Q. I wanted to ask you about teams that are kind of out there, maybe not even quite on the bubble, how much a team can do in a conference tournament, short of winning it, to get a bid? How many teams out there are in that mode where they can still play their way in?

Smith: I really can't tell you and speculate how many teams are like that. We will submit our first ballots this afternoon probably around [4 p.m. ET] after we do administrative work, talk about teams. Certainly a team or teams have an opportunity to get some quality wins to add to their résumé. But, really, there's five thousand games played throughout the season. The tournament is very small compared to the number of games that are played during the gauntlet, which is the regular season. Really you might be able to have an impact in your first game, depending when your tournament is, maybe your second game. The reality is [the teams that will be] most advantaged by the tournament are those who come through and win it and become automatic qualifiers. A team can enhance their résumé a little bit.
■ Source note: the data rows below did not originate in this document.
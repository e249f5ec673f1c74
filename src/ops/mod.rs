pub mod reorder;
pub mod store;
pub mod task_ops;

pub use reorder::{DragState, RowExtent, resolve_drop_target};
pub use store::{StoreOpError, TaskStore};
pub use task_ops::TaskError;
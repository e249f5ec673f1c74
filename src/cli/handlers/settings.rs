use crate::cli::commands::SettingsArgs;
use crate::cli::output::format_settings;
use crate::ops::TaskStore;

/// Show settings, or apply any given overrides and save them.
pub fn cmd_settings(
    store: &mut TaskStore,
    args: SettingsArgs,
    json: bool,
) -> Result<(), Box<dyn std::error::Error>> {
    let mut settings = store.settings().clone();
    let mut changed = false;

    if let Some(family) = args.font_family {
        let family = family.trim().to_string();
        if family.is_empty() {
            return Err("font family cannot be empty".into());
        }
        settings.font_family = family;
        changed = true;
    }
    if let Some(size) = args.font_size {
        settings.set_font_size(size);
        changed = true;
    }
    if let Some(dark) = args.dark_mode {
        settings.dark_mode = dark;
        changed = true;
    }

    if changed {
        store.apply_settings(settings)?;
    }

    if json {
        println!("{}", serde_json::to_string_pretty(store.settings())?);
    } else {
        println!("{}", format_settings(store.settings()));
    }
    Ok(())
}
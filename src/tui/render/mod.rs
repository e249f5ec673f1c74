pub mod help_overlay;
pub mod input_bar;
pub mod priority_menu;
pub mod settings_overlay;
pub mod status_row;
pub mod task_list;

#[cfg(test)]
pub mod test_helpers;

use ratatui::Frame;
use ratatui::layout::{Constraint, Direction, Layout, Rect};
use ratatui::style::Style;
use ratatui::widgets::Block;

use super::app::{App, Mode};

/// Main render function, dispatches to sub-renderers
pub fn render(frame: &mut Frame, app: &mut App) {
    let area = frame.area();

    // Background fill
    let bg_style = Style::default().bg(app.theme.background);
    frame.render_widget(Block::default().style(bg_style), area);

    // Layout: input line | separator | task list | status row
    let chunks = Layout::default()
        .direction(Direction::Vertical)
        .constraints([
            Constraint::Length(1), // input line
            Constraint::Length(1), // separator
            Constraint::Min(1),    // task list
            Constraint::Length(1), // status row
        ])
        .split(area);

    input_bar::render_input_bar(frame, app, chunks[0]);
    input_bar::render_separator(frame, app, chunks[1]);
    task_list::render_task_list(frame, app, chunks[2]);

    // Overlays on top of the list
    app.menu_area = None;
    match app.mode {
        Mode::PriorityMenu => priority_menu::render_priority_menu(frame, app, chunks[2]),
        Mode::Settings => settings_overlay::render_settings_overlay(frame, app, area),
        _ => {}
    }
    if app.show_help {
        help_overlay::render_help_overlay(frame, app, area);
    }

    status_row::render_status_row(frame, app, chunks[3]);
}

/// Create a centered rectangle of the given size, clipped to the parent
pub(super) fn centered_rect(width: u16, height: u16, area: Rect) -> Rect {
    let width = width.min(area.width);
    let height = height.min(area.height);
    Rect {
        x: area.x + (area.width - width) / 2,
        y: area.y + (area.height - height) / 2,
        width,
        height,
    }
}
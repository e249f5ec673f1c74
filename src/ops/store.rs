use std::path::PathBuf;

use tracing::{debug, info};

use crate::io::{self, StoreError};
use crate::model::settings::Settings;
use crate::model::task::{Priority, Task};
use crate::ops::task_ops::{self, TaskError};

/// Error type for store operations that may touch the disk
#[derive(Debug, thiserror::Error)]
pub enum StoreOpError {
    #[error(transparent)]
    Task(#[from] TaskError),
    #[error(transparent)]
    Store(#[from] StoreError),
}

/// Owns the task list and the settings for the lifetime of the process.
///
/// Indices handed out by this store are only valid until the next
/// structural change (add, remove, reorder).
#[derive(Debug)]
pub struct TaskStore {
    data_dir: PathBuf,
    tasks: Vec<Task>,
    settings: Settings,
    /// Unsaved task changes exist
    dirty: bool,
}

impl TaskStore {
    /// Load tasks and settings from `data_dir`. Never fails: missing or
    /// malformed files fall back to the empty list / default settings.
    pub fn open(data_dir: impl Into<PathBuf>) -> Self {
        let data_dir = data_dir.into();
        let settings = io::load_settings(&data_dir);
        let tasks = io::load_tasks(&data_dir);
        info!(dir = %data_dir.display(), tasks = tasks.len(), "opened task store");
        TaskStore {
            data_dir,
            tasks,
            settings,
            dirty: false,
        }
    }

    pub fn tasks(&self) -> &[Task] {
        &self.tasks
    }

    pub fn task(&self, index: usize) -> Option<&Task> {
        self.tasks.get(index)
    }

    pub fn len(&self) -> usize {
        self.tasks.len()
    }

    pub fn is_empty(&self) -> bool {
        self.tasks.is_empty()
    }

    pub fn settings(&self) -> &Settings {
        &self.settings
    }

    pub fn is_dirty(&self) -> bool {
        self.dirty
    }

    /// Append a task; empty text is ignored.
    pub fn add_task(&mut self, text: &str, priority: Priority) -> Option<usize> {
        let index = task_ops::add_task(&mut self.tasks, text, priority)?;
        debug!(index, %priority, "added task");
        self.dirty = true;
        Some(index)
    }

    pub fn toggle_task(&mut self, index: usize) -> Result<bool, TaskError> {
        let completed = task_ops::toggle_task(&mut self.tasks, index)?;
        self.dirty = true;
        Ok(completed)
    }

    pub fn remove_completed(&mut self) -> usize {
        let removed = task_ops::remove_completed(&mut self.tasks);
        if removed > 0 {
            debug!(removed, "removed completed tasks");
            self.dirty = true;
        }
        removed
    }

    /// Set a task's priority and write the task list straight away.
    pub fn set_priority(&mut self, index: usize, priority: Priority) -> Result<(), StoreOpError> {
        task_ops::set_priority(&mut self.tasks, index, priority)?;
        debug!(index, %priority, "set priority");
        self.save()?;
        Ok(())
    }

    pub fn reorder(&mut self, from: usize, to: usize) -> bool {
        let moved = task_ops::reorder(&mut self.tasks, from, to);
        if moved {
            debug!(from, to, "reordered task");
            self.dirty = true;
        }
        moved
    }

    /// Write the task list to disk
    pub fn save(&mut self) -> Result<(), StoreError> {
        io::save_tasks(&self.data_dir, &self.tasks)?;
        self.dirty = false;
        Ok(())
    }

    /// Replace the settings and write them to disk
    pub fn apply_settings(&mut self, settings: Settings) -> Result<(), StoreError> {
        self.settings = settings;
        io::save_settings(&self.data_dir, &self.settings)
    }
}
Q. How committed is the committee to putting the first four participants into a second and third-round site nearby Dayton? Is there one predominant challenge in dealing with this whole 'first four' concept this year?

Smith: We will do everything we can to pay close attention to geography and respect travel. We try to do that every year. But we won't sacrifice the integrity of the seeding process to do that. So it's likely that we could have a team coming from an out of market distance to Dayton. We have prepared. We've done our preplanning to be able to on Sunday help those institutions with travel. We're really lucky because we have sites in D.C., Charlotte, Chicago, Cleveland that are options, reasonable options, for those teams to advance to. We have things set up for us in a good way when we face that moment. Hopefully we can respect geography.

Again, so everybody is aware, we will not sacrifice seed for that. We go through a tough process to seed teams appropriately and with respect to the competition nationally. So we won't step out of that in order to address the geography issues. As it is, we'll do the best we can.